[EXERCISE PROMPT]: If a line of the records holds the word "output", copy it out.

##### PROVIDED DATA

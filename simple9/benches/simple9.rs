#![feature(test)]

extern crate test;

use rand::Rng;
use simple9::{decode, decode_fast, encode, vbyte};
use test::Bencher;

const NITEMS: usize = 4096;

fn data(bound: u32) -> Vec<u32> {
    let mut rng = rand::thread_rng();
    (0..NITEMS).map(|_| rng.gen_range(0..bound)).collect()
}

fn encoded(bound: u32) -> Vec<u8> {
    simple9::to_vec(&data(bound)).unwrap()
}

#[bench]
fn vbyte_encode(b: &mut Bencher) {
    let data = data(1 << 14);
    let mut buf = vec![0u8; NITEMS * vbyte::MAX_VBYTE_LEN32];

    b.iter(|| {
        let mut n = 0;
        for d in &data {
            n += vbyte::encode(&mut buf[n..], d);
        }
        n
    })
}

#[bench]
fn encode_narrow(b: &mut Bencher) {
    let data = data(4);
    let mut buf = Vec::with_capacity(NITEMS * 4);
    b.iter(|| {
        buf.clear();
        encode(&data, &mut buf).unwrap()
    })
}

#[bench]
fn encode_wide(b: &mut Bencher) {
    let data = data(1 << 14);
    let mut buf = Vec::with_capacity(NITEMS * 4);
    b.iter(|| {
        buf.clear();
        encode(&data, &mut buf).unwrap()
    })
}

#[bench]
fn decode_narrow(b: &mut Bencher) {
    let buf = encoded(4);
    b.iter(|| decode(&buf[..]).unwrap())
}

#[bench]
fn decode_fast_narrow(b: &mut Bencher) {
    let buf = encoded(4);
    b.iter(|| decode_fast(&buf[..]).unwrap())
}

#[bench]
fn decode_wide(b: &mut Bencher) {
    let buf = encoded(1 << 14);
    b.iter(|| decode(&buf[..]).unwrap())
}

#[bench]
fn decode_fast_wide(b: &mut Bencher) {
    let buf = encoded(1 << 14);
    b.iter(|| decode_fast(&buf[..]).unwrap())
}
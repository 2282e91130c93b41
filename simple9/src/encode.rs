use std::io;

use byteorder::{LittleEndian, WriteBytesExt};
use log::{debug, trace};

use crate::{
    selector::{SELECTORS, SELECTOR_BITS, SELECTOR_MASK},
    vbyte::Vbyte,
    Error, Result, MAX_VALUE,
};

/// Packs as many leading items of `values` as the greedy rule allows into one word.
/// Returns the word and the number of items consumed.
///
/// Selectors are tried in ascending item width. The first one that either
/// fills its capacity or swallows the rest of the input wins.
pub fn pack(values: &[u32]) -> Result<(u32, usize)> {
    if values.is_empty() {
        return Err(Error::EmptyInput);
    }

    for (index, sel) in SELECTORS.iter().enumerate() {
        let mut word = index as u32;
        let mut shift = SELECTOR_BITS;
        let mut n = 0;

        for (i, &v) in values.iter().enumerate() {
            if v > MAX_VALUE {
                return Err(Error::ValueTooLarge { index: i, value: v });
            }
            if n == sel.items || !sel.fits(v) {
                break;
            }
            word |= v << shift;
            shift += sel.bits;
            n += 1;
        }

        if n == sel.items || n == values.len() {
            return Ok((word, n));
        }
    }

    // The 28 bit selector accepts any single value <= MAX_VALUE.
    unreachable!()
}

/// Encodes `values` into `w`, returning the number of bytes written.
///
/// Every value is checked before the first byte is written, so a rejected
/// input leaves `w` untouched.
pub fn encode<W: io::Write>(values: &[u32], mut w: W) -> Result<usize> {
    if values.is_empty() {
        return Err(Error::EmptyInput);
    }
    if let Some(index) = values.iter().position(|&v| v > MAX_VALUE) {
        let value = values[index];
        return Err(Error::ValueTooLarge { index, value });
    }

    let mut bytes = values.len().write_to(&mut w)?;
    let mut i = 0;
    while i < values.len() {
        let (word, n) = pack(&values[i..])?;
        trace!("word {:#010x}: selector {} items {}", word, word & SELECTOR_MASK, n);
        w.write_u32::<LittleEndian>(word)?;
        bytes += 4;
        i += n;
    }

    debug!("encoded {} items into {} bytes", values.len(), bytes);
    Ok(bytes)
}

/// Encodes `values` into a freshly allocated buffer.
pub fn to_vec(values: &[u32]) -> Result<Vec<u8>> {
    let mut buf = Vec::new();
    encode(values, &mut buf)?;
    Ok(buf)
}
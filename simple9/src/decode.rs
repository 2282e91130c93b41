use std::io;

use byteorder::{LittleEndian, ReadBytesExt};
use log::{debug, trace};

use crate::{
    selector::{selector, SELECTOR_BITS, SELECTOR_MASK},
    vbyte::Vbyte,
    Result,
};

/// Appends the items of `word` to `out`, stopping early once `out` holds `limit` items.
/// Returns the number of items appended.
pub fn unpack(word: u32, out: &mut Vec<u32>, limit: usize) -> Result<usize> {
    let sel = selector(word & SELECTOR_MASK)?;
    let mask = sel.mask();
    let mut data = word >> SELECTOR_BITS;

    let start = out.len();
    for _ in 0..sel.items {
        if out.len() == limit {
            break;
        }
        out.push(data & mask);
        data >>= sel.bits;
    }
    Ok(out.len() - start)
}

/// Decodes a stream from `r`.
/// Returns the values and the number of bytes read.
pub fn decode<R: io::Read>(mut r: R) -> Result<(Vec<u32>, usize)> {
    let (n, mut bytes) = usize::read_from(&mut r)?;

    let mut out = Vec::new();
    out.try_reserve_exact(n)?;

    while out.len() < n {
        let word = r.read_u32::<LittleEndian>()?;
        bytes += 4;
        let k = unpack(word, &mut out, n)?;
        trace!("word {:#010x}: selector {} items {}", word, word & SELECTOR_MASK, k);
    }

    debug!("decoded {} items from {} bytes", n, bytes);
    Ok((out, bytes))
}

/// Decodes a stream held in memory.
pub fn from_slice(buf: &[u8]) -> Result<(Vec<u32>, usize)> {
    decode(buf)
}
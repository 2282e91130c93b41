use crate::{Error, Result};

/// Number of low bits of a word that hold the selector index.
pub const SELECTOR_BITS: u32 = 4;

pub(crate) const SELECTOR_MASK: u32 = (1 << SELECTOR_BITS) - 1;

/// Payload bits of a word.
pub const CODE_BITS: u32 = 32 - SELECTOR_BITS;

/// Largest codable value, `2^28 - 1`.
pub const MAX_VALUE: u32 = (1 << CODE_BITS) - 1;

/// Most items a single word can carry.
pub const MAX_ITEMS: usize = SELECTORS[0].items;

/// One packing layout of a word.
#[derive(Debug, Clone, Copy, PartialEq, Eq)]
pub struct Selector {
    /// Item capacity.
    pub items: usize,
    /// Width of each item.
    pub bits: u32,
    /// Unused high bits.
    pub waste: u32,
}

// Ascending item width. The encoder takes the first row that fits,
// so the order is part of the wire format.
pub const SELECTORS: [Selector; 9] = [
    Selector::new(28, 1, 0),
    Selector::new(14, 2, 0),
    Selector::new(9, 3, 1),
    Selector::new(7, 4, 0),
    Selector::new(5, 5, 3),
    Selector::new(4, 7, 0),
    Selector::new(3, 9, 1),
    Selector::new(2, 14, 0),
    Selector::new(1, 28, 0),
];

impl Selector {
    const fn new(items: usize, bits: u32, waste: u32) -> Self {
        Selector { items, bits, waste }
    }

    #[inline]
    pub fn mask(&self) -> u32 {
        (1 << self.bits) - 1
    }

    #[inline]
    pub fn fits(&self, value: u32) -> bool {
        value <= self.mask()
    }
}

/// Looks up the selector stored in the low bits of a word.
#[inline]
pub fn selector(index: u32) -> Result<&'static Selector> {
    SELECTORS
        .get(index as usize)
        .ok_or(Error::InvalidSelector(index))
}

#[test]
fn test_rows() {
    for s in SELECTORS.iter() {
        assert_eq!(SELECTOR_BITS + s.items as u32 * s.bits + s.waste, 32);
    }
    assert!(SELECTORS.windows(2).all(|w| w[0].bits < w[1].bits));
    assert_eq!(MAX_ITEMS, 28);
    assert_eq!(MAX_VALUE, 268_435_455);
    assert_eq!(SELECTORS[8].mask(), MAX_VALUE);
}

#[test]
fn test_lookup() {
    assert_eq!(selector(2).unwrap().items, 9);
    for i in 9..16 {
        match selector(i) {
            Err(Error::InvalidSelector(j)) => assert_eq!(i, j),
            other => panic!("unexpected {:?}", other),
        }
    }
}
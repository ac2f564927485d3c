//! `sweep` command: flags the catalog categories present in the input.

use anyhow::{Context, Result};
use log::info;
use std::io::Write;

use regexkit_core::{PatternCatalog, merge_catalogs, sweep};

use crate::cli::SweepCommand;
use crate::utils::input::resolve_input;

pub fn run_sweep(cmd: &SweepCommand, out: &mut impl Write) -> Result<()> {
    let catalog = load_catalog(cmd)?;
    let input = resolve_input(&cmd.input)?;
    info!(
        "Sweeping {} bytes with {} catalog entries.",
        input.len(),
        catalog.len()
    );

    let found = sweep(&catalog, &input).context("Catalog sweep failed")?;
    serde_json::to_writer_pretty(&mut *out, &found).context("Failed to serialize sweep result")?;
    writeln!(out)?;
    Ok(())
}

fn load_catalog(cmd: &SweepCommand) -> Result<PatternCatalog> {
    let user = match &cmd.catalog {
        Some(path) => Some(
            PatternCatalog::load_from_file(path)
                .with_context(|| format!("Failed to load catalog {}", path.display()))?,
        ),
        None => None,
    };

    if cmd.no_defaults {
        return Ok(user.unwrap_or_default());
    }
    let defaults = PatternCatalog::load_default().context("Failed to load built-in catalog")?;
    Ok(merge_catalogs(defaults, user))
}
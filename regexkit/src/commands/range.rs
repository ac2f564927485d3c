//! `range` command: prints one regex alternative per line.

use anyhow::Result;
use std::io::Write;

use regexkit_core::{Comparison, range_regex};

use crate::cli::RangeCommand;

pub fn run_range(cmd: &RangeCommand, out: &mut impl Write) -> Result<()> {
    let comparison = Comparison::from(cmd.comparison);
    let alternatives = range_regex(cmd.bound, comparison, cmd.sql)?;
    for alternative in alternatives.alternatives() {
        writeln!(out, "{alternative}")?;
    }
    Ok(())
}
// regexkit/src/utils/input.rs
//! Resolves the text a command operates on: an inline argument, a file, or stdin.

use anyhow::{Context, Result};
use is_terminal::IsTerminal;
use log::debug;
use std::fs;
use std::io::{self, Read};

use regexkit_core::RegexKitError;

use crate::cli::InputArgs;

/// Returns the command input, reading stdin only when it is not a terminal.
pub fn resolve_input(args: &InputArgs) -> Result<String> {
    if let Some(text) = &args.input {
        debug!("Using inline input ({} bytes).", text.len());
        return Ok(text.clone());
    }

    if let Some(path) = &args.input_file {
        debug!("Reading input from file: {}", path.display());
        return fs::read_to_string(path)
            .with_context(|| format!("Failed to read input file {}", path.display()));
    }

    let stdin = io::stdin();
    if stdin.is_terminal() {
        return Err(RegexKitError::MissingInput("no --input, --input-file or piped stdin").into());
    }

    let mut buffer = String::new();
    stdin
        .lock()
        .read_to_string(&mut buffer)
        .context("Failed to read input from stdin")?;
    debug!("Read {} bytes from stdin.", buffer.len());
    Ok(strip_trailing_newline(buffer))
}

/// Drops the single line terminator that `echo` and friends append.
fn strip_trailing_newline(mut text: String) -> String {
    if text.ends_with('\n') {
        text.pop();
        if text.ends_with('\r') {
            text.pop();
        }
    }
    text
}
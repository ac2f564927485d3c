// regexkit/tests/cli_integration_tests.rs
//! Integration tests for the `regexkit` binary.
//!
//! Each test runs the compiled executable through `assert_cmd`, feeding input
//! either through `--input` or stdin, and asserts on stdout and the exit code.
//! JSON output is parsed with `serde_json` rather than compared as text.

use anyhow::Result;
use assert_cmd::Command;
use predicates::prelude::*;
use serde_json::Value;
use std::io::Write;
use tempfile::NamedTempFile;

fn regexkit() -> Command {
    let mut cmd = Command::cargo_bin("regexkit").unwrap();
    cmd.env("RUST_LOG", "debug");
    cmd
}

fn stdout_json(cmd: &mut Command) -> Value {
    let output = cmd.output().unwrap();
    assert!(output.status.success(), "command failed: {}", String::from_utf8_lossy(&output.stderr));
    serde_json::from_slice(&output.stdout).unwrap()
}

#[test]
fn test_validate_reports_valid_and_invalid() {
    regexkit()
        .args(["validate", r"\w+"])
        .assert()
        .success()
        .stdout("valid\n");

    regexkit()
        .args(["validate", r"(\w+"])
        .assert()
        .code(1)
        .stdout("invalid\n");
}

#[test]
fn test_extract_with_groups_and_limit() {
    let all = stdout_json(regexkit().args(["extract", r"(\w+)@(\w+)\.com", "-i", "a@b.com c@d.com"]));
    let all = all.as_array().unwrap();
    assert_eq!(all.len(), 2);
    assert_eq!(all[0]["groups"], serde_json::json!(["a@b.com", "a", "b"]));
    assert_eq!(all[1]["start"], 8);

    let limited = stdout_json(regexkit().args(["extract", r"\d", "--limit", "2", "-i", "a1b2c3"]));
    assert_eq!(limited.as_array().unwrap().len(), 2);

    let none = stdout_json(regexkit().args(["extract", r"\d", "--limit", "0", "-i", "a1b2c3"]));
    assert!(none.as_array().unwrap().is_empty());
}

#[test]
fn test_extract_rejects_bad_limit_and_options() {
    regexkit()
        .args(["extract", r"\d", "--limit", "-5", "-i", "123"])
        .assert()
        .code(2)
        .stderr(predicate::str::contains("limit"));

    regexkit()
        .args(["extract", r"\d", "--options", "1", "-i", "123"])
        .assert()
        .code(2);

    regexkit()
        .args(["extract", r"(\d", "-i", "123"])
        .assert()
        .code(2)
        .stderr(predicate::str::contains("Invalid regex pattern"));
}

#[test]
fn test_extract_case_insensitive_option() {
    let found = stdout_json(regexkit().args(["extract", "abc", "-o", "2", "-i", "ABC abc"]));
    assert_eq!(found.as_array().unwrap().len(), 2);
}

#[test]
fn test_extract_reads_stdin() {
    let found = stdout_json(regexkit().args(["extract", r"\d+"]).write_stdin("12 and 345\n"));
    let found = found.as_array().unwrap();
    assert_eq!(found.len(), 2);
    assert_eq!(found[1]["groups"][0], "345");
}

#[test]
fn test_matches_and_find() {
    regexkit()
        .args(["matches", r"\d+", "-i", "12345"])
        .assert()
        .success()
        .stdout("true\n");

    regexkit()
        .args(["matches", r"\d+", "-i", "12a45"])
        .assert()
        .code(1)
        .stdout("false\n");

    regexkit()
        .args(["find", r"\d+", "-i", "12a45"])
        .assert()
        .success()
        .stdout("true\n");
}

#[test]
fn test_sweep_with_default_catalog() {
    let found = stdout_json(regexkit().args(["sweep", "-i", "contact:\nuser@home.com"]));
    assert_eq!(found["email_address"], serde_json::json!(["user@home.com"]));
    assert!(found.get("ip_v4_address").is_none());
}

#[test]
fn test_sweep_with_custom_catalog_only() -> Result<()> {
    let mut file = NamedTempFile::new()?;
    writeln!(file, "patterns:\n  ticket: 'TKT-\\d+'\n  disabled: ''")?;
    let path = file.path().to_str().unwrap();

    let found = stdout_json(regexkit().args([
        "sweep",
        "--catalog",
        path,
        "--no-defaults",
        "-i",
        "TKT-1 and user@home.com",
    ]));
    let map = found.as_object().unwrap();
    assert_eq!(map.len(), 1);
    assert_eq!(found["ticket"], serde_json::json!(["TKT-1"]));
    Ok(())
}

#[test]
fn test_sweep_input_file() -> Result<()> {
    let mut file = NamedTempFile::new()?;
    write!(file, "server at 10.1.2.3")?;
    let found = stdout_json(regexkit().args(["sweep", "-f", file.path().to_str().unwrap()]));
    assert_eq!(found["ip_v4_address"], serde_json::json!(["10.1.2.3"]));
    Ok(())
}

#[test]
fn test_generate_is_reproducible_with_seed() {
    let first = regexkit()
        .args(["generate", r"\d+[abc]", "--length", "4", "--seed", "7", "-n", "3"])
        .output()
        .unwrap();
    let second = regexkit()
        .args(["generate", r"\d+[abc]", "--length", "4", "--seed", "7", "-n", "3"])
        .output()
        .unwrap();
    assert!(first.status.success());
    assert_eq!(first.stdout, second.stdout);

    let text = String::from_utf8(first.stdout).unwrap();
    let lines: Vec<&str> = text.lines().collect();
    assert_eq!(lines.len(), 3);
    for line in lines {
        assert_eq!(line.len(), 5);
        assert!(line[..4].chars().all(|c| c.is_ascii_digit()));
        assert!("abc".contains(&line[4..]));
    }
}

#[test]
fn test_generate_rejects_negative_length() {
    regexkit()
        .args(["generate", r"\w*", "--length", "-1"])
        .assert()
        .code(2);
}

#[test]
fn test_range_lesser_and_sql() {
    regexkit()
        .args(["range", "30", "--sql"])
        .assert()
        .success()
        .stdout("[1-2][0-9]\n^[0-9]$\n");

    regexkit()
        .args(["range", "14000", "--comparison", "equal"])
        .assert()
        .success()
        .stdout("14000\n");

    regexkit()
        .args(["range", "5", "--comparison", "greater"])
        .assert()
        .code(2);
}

##########

[ANSWER SECTION]:
//! JSON output is parsed with `serde_json` rather than compared as text.
    let output = cmd.output().unwrap();
    assert!(output.status.success(), "command failed: {}", String::from_utf8_lossy(&output.stderr));
    serde_json::from_slice(&output.stdout).unwrap()
        .output()
        .output()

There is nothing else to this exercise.